Abstract
Pan-Canadian Health Data Charter Principle 6 envisions health data that are timely, accessible, meaningful, and comprehensive. This paper examines three dimensions of this principle: what is envisioned for health data, for whom, and for what purposes. Comprehensive data include publicly funded care, privately paid services, patient-reported outcomes, and social determinants. To be meaningful, data require standardization and quality assurance. Timely access ranges from real-time clinical use to dependable research access. Accessibility depends on interoperable systems and secure environments. Current practices fall short across all dimensions, with fragmented, incomplete, and delayed data limiting timely access and effective use. Access and coverage remain uneven, reflecting structural and policy barriers. Despite these challenges, there are promising initiatives such as efforts to enhance national data stewardship. Advancing Principle 6 will require involvement of all interests in health data, including data stewards, policy-makers, providers, data users, and members of the public.
Introduction
Pan-Canadian Health Data Charter Principle 6 calls for timely availability and accessibility of meaningful and comprehensive health data to individuals, decision makers, the health workforce, and researchers to support an individual’s health needs, quality health programs and services, population and public health, and research. All of the Charter’s principles are inter-related in numerous ways, with principle 6 having a more direct relationship to Principle 7, which is about an ethical approach to all uses of data, Principle 8, which emphasizes data-driven social and technological innovation, and Principle 2, which calls for ongoing involvement of the public in data design and oversight.
We examine three distinct dimensions to the sixth Charter principle: what the Charter envisions, for whom, and for what purpose. This article will address each of these dimensions, assessing how current practices do or do not align with the ambition set out in Principle 6. We then identify recommendations for making progress towards that ambition.
What Does the Charter Envision?
According to Charter Principle 6, health data should be timely, accessible, meaningful, and comprehensive.
Starting with the last requirement, “comprehensive” generally refers to something that is complete and without gaps. Comprehensive data should be considered in relation to Principle 1 on person-centred data design while also acknowledging the influence of social and physical environments on health. Putting an individual at the centre implies that comprehensive health data would include data from: all publicly funded healthcare and public health services use (which is about 70% of total spending 1 ); all privately paid healthcare and public health services, whether through insurance or out of pocket; electronic medical records; individuals’ reports on experience with care2,3; individuals’ assessments of their health-related quality of life (also known as patient-reported outcomes4,5); apps, devices, monitors, genetic testing, and other measures; data describing social, economic, and environmental factors that influence health at individual and area levels; and other health data that will continue to develop and evolve over time (e.g., microbiome, wearables).6,7 Comprehensive would also mean seamless accessibility to health data that are generated in different places, including across provinces and territories in Canada.

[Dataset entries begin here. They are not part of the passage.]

//! Locator synthesis
//!
//! Turns a DOM element into an XPath expression plus a quality score saying how much the
//! expression can be trusted to keep pointing at the same element.

pub mod builder;
pub mod uniqueness;

pub use builder::{LocatorBuilder, Strategy};
pub use uniqueness::{UniquenessEvaluator, generate_xpath};

use serde::{Deserialize, Serialize};
use std::fmt;

/// Reliability of a locator, serialized as its integer level
#[derive(Debug, Clone, Copy, PartialEq, Eq, Hash, PartialOrd, Ord, Serialize, Deserialize)]
#[serde(into = "u8", try_from = "u8")]
pub enum Quality {
    /// Absolute positional path; breaks on any structural change
    Positional = 0,
    /// Attribute or text candidate disambiguated by its enclosing div
    ParentQualified = 1,
    /// Unique attribute or text match
    Attribute = 2,
    /// Unique id match
    Id = 3,
}

impl Quality {
    pub fn level(self) -> u8 {
        self as u8
    }
}

impl From<Quality> for u8 {
    fn from(quality: Quality) -> Self {
        quality.level()
    }
}

impl TryFrom<u8> for Quality {
    type Error = String;

    fn try_from(level: u8) -> Result<Self, Self::Error> {
        match level {
            0 => Ok(Quality::Positional),
            1 => Ok(Quality::ParentQualified),
            2 => Ok(Quality::Attribute),
            3 => Ok(Quality::Id),
            other => Err(format!("quality level out of range: {}", other)),
        }
    }
}

impl fmt::Display for Quality {
    fn fmt(&self, f: &mut fmt::Formatter<'_>) -> fmt::Result {
        write!(f, "{}", self.level())
    }
}

/// An XPath expression and its quality
#[derive(Debug, Clone, PartialEq, Eq, Hash, Serialize, Deserialize)]
pub struct Locator {
    pub xpath: String,
    pub quality: Quality,
}

impl Locator {
    pub fn new(xpath: impl Into<String>, quality: Quality) -> Self {
        Self {
            xpath: xpath.into(),
            quality,
        }
    }
}
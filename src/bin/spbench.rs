//! Runs a benchmark session and writes its comparison table and JSON report.
//!
//! Usage:
//!   `spbench --config session.json`
//!   `spbench --instance DC --data-root ../thesisTestsData [--runs 10]`
//!
//! Options:
//!   `--runs <n>`            trials per method
//!   `--timeout <secs>`      deadline for each external invocation
//!   `--deadline <secs>`     deadline for the whole session
//!   `--preprocessor <path>` / `--benchmark <path>` external executables
//!   `--skip-build`          benchmark existing structures only
//!   `--csv <path>`          comparison table (default `results/benchmark_<instance>.csv`)
//!   `-q`                    warnings only

use std::path::PathBuf;
use std::process::ExitCode;

use shortest_paths_benchmarks::config::HarnessConfig;
use shortest_paths_benchmarks::recorder::ResultRecorder;
use shortest_paths_benchmarks::session::BenchmarkSession;

#[derive(Default)]
struct Args {
    config: Option<PathBuf>,
    instance: Option<String>,
    data_root: Option<PathBuf>,
    preprocessor: Option<PathBuf>,
    benchmark: Option<PathBuf>,
    runs: Option<usize>,
    timeout: Option<u64>,
    deadline: Option<u64>,
    skip_build: bool,
    csv: Option<PathBuf>,
    quiet: bool,
}

fn usage() {
    eprintln!("Usage: spbench --config <session.json> [options]");
    eprintln!("       spbench --instance <name> --data-root <dir> [options]");
    eprintln!();
    eprintln!("Options: --runs <n> --timeout <secs> --deadline <secs> --preprocessor <path>");
    eprintln!("         --benchmark <path> --skip-build --csv <path> -q");
}

fn parse_args() -> Result<Args, String> {
    let mut args = Args::default();
    let mut it = std::env::args().skip(1);

    fn value<T: std::str::FromStr>(flag: &str, v: Option<String>) -> Result<T, String> {
        let v = v.ok_or_else(|| format!("{} needs a value", flag))?;
        v.parse()
            .map_err(|_| format!("invalid value '{}' for {}", v, flag))
    }

    while let Some(arg) = it.next() {
        match arg.as_str() {
            "--config" => args.config = Some(value(&arg, it.next())?),
            "--instance" => args.instance = Some(value(&arg, it.next())?),
            "--data-root" => args.data_root = Some(value(&arg, it.next())?),
            "--preprocessor" => args.preprocessor = Some(value(&arg, it.next())?),
            "--benchmark" => args.benchmark = Some(value(&arg, it.next())?),
            "--runs" => args.runs = Some(value(&arg, it.next())?),
            "--timeout" => args.timeout = Some(value(&arg, it.next())?),
            "--deadline" => args.deadline = Some(value(&arg, it.next())?),
            "--skip-build" => args.skip_build = true,
            "--csv" => args.csv = Some(value(&arg, it.next())?),
            "-q" => args.quiet = true,
            other => return Err(format!("unknown argument '{}'", other)),
        }
    }
    Ok(args)
}

fn build_config(args: &Args) -> Result<HarnessConfig, String> {
    let mut config = match (&args.config, &args.instance) {
        (Some(path), _) => HarnessConfig::load(path).map_err(|e| e.to_string())?,
        (None, Some(instance)) => {
            let root = args
                .data_root
                .clone()
                .unwrap_or_else(|| PathBuf::from("."));
            HarnessConfig::standard_suite(instance, &root)
        }
        (None, None) => return Err("either --config or --instance is required".into()),
    };

    if let Some(p) = &args.preprocessor {
        config.preprocessor = p.clone();
    }
    if let Some(p) = &args.benchmark {
        config.benchmark = p.clone();
    }
    if let Some(runs) = args.runs {
        config.runs = runs;
    }
    if args.timeout.is_some() {
        config.timeout_secs = args.timeout;
    }
    if args.deadline.is_some() {
        config.session_deadline_secs = args.deadline;
    }
    if args.skip_build {
        config.build_structures = false;
    }
    config.validate().map_err(|e| e.to_string())?;
    Ok(config)
}

fn main() -> ExitCode {
    let args = match parse_args() {
        Ok(args) => args,
        Err(msg) => {
            eprintln!("{}", msg);
            usage();
            return ExitCode::from(2);
        }
    };

    let filter = if args.quiet { "warn" } else { "info" };
    env_logger::Builder::from_env(env_logger::Env::default().default_filter_or(filter)).init();

    let config = match build_config(&args) {
        Ok(config) => config,
        Err(msg) => {
            eprintln!("{}", msg);
            return ExitCode::from(2);
        }
    };
    let table_path = args.csv.clone().unwrap_or_else(|| config.table_path());
    let output_dir = config.output_dir.clone();

    let session = match BenchmarkSession::new(config) {
        Ok(session) => session,
        Err(e) => {
            eprintln!("{}", e);
            return ExitCode::from(2);
        }
    };

    if !args.quiet {
        eprintln!("=== Shortest-path method comparison: {} ===", session.config().instance);
        eprintln!();
    }

    let (report, abort) = match session.run() {
        Ok(report) => (report, None),
        Err(abort) => (abort.partial, Some(abort.error)),
    };

    // Whatever was collected is written out, aborted or not.
    if !args.quiet {
        eprintln!();
        eprint!("{}", report.table.render());
    }
    if !report.warnings.is_empty() {
        eprintln!();
        for warning in &report.warnings {
            eprintln!("WARNING: {}", warning);
        }
    }

    let mut failed = abort.is_some();
    if let Err(e) = report.table.save_csv(&table_path) {
        eprintln!("Error writing {}: {}", table_path.display(), e);
        failed = true;
    } else if !args.quiet {
        eprintln!("Table saved to {}", table_path.display());
    }

    let mut recorder = ResultRecorder::new(session.info(report.query_count));
    for result in report.method_results() {
        recorder.record(result);
    }
    for warning in &report.warnings {
        recorder.warn(warning.to_string());
    }
    if let Some(error) = &abort {
        eprintln!("Session aborted: {}", error);
        recorder.mark_aborted(error.to_string());
    }
    if let Err(e) = recorder.save(&output_dir) {
        eprintln!("Error writing report: {}", e);
        failed = true;
    }

    if failed {
        ExitCode::FAILURE
    } else {
        ExitCode::SUCCESS
    }
}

“Meaningful” data are data that have been checked, cleaned, and organized so that the semantics of what is recorded by the data are clearly encoded in standard formats. These steps, which require infrastructure and personnel investments, are all aspects of data quality,8-10 and are necessary for data to be used easily and with confidence. For example, annual data sets must be assessed for any changes in their contents, as well as changes that might affect interpretation, such as data collection or coverage. Accordingly, annual data sets are usually released in a format consistent with previous years. This consistent formatting makes them easier to use, for example, by enabling simple application of established processes for standardized analysis and reporting.
Canada’s constitutional federation and formal, legal commitments to the United Nations Declaration on the Rights on Indigenous People11,12 place responsibility for publicly-funded healthcare and public health delivery mainly with provinces and territories and increasingly Indigenous nations and communities. This political structure creates differences in what data are collected and how they are collected (e.g., classification and coding systems) across the country. In some cases, differences in data reflect differences across provinces and territories in policies and eligibility for services outside of hospital and physician services covered by the Canada Health Act. 13 Individuals’ employment status (which influences access to private insurance coverage 14 ) and income also lead to differences in what private services are (or can be) purchased, creating differential healthcare access and information biases. This means that documentation such as metadata and harmonization of data, for example, through common data models 15 or content standards 16 are essential prior to data use that spans provinces and territories.
“Timely” means that data access is speedy, that it is dependable or reliable, and that the data provided are up-to-date. For example, timely access to data for providing clinical care, or for individuals’ own purposes, implies immediate access to organized and current information. Timely access for other purposes, such as quality improvement or research, implies dependable access to curated, comparable data that are reasonably current. The promise of data access requests being fulfilled within weeks is preferable for most researchers compared to a timeline measured in months. At the same time, certainty of provision on a specified date is more helpful than an open-ended process. Access to data that are a year or two old, even if that access occurs quickly, can make analyses less relevant and actionable for many research questions. Faster access is always preferred, but there are costs associated with reducing latency as there are with enhancing data curation, and quality. Efficient allocation of resources therefore requires calibrating the degree of timeliness and quality to the need or intended use of the data. Ideally, an infrastructure composed of interoperable and modular data sharing components would exist to enable access to data with differing degrees of timeliness and quality to meet the different needs of data users as efficiently as possible.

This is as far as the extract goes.